Dive into Apache Arrow（その２）- pg2arrow

前回のエントリで Apache Arrow のフォーマットについて調べていたが、これのゴールは、外部テーブル（Foreign Table）を介してApache Arrowファイルを読み出し、高速に集計・解析処理を実行する事にある。
特にPG-Stromの場合はSSD-to-GPU Direct SQLという飛び道具が使えるため、NVME-SSD上のApache Arrowファイルを直接GPUへ転送し、列指向データをGPUの大量のコアでぐわーーっと処理するという構成が取れるハズである。

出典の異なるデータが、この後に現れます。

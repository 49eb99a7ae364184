use async_trait::async_trait;
use time::OffsetDateTime;
use tokio::sync::RwLock;
use uuid::Uuid;

use super::model::{NewUser, ProfileChanges, Role, User, UserFilter, UserStats};
use super::repo::UserRepo;
use crate::error::{AppError, AppResult};

/// In-process credential store selected with `DATABASE_URL=memory://`.
/// Records are kept in insertion order.
#[derive(Default)]
pub struct MemoryUserRepo {
    users: RwLock<Vec<User>>,
}

impl MemoryUserRepo {
    pub fn new() -> Self {
        Self::default()
    }

    fn conflict(users: &[User], username: Option<&str>, email: Option<&str>, skip: Option<Uuid>) -> Option<AppError> {
        let others = || users.iter().filter(move |u| Some(u.id) != skip);
        if let Some(username) = username {
            if others().any(|u| u.username == username) {
                return Some(AppError::DuplicateIdentity("Username already taken".into()));
            }
        }
        if let Some(email) = email {
            if others().any(|u| u.email == email) {
                return Some(AppError::DuplicateIdentity("Email already registered".into()));
            }
        }
        None
    }

    async fn mutate<F>(&self, id: Uuid, f: F) -> Option<User>
    where
        F: FnOnce(&mut User),
    {
        let mut users = self.users.write().await;
        let user = users.iter_mut().find(|u| u.id == id)?;
        f(user);
        user.updated_at = OffsetDateTime::now_utc();
        Some(user.clone())
    }
}

#[async_trait]
impl UserRepo for MemoryUserRepo {
    async fn create(&self, new: NewUser) -> AppResult<User> {
        let email = new.email.to_lowercase();
        let mut users = self.users.write().await;
        if let Some(err) = Self::conflict(&users, Some(&new.username), Some(&email), None) {
            return Err(err);
        }
        let now = OffsetDateTime::now_utc();
        let user = User {
            id: Uuid::new_v4(),
            username: new.username,
            email,
            password_hash: new.password_hash,
            first_name: new.first_name,
            last_name: new.last_name,
            profile_picture: None,
            role: new.role,
            is_active: true,
            created_at: now,
            updated_at: now,
        };
        users.push(user.clone());
        Ok(user)
    }

    async fn find_by_id(&self, id: Uuid) -> AppResult<Option<User>> {
        Ok(self.users.read().await.iter().find(|u| u.id == id).cloned())
    }

    async fn find_by_username(&self, username: &str) -> AppResult<Option<User>> {
        Ok(self
            .users
            .read()
            .await
            .iter()
            .find(|u| u.username == username)
            .cloned())
    }

    async fn find_by_email(&self, email: &str) -> AppResult<Option<User>> {
        let email = email.to_lowercase();
        Ok(self.users.read().await.iter().find(|u| u.email == email).cloned())
    }

    async fn find_by_identifier(&self, identifier: &str) -> AppResult<Option<User>> {
        let lowered = identifier.to_lowercase();
        Ok(self
            .users
            .read()
            .await
            .iter()
            .find(|u| u.username == identifier || u.email == lowered)
            .cloned())
    }

    async fn update_profile(&self, id: Uuid, changes: ProfileChanges) -> AppResult<Option<User>> {
        let email = changes.email.map(|e| e.to_lowercase());
        // One write guard covers the conflict check and the update.
        let mut users = self.users.write().await;
        if let Some(err) = Self::conflict(&users, None, email.as_deref(), Some(id)) {
            return Err(err);
        }
        let Some(user) = users.iter_mut().find(|u| u.id == id) else {
            return Ok(None);
        };
        if let Some(first) = changes.first_name {
            user.first_name = first;
        }
        if let Some(last) = changes.last_name {
            user.last_name = last;
        }
        if let Some(email) = email {
            user.email = email;
        }
        user.updated_at = OffsetDateTime::now_utc();
        Ok(Some(user.clone()))
    }

    async fn update_password(&self, id: Uuid, password_hash: &str) -> AppResult<bool> {
        let hash = password_hash.to_string();
        Ok(self.mutate(id, |u| u.password_hash = hash).await.is_some())
    }

    async fn set_status(&self, id: Uuid, is_active: bool) -> AppResult<Option<User>> {
        Ok(self.mutate(id, |u| u.is_active = is_active).await)
    }

    async fn set_role(&self, id: Uuid, role: Role) -> AppResult<Option<User>> {
        Ok(self.mutate(id, |u| u.role = role).await)
    }

    async fn set_profile_picture(
        &self,
        id: Uuid,
        picture: Option<&str>,
    ) -> AppResult<Option<User>> {
        let picture = picture.map(String::from);
        Ok(self.mutate(id, |u| u.profile_picture = picture).await)
    }

    async fn delete(&self, id: Uuid) -> AppResult<bool> {
        let mut users = self.users.write().await;
        let before = users.len();
        users.retain(|u| u.id != id);
        Ok(users.len() != before)
    }

    async fn list(
        &self,
        filter: &UserFilter,
        limit: i64,
        offset: i64,
    ) -> AppResult<(Vec<User>, i64)> {
        let users = self.users.read().await;
        // Reverse first so records sharing a timestamp still come out newest first.
        let mut matched: Vec<&User> = users.iter().rev().filter(|u| filter.matches(u)).collect();
        matched.sort_by(|a, b| b.created_at.cmp(&a.created_at));
        let total = matched.len() as i64;
        let page = matched
            .into_iter()
            .skip(offset.max(0) as usize)
            .take(limit.max(0) as usize)
            .cloned()
            .collect();
        Ok((page, total))
    }

    async fn stats(&self, recent_since: OffsetDateTime) -> AppResult<UserStats> {
        let users = self.users.read().await;
        let total = users.len() as i64;
        let active = users.iter().filter(|u| u.is_active).count() as i64;
        let admins = users.iter().filter(|u| u.is_admin()).count() as i64;
        let recent = users.iter().filter(|u| u.created_at >= recent_since).count() as i64;
        Ok(UserStats {
            total_users: total,
            active_users: active,
            inactive_users: total - active,
            admin_users: admins,
            regular_users: total - admins,
            recent_users: recent,
        })
    }
}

で、FDWモジュールがApache Arrowファイルを読むためには、まずメタデータを解読してどの列がどういったデータ型を持っており、どこにどういう形式で配置されているのか特定できる必要がある。
そのために書いたコードを元に、先ずPostgreSQLのデータをApache Arrowファイルとしてダンプするためのツールを作ってみた。

github.com

pg2arrowの使い方

ある程度 psql や pg_dump のオプションを参考にしたので、PostgreSQL使いの人ならそれほど違和感なく使えるはず。
データベースやユーザ名などの指定は共通。-c COMMANDか-f FILENAMEで指定したSQLを実行し、その結果を-o FILENAMEで指定したファイルへ書き出す。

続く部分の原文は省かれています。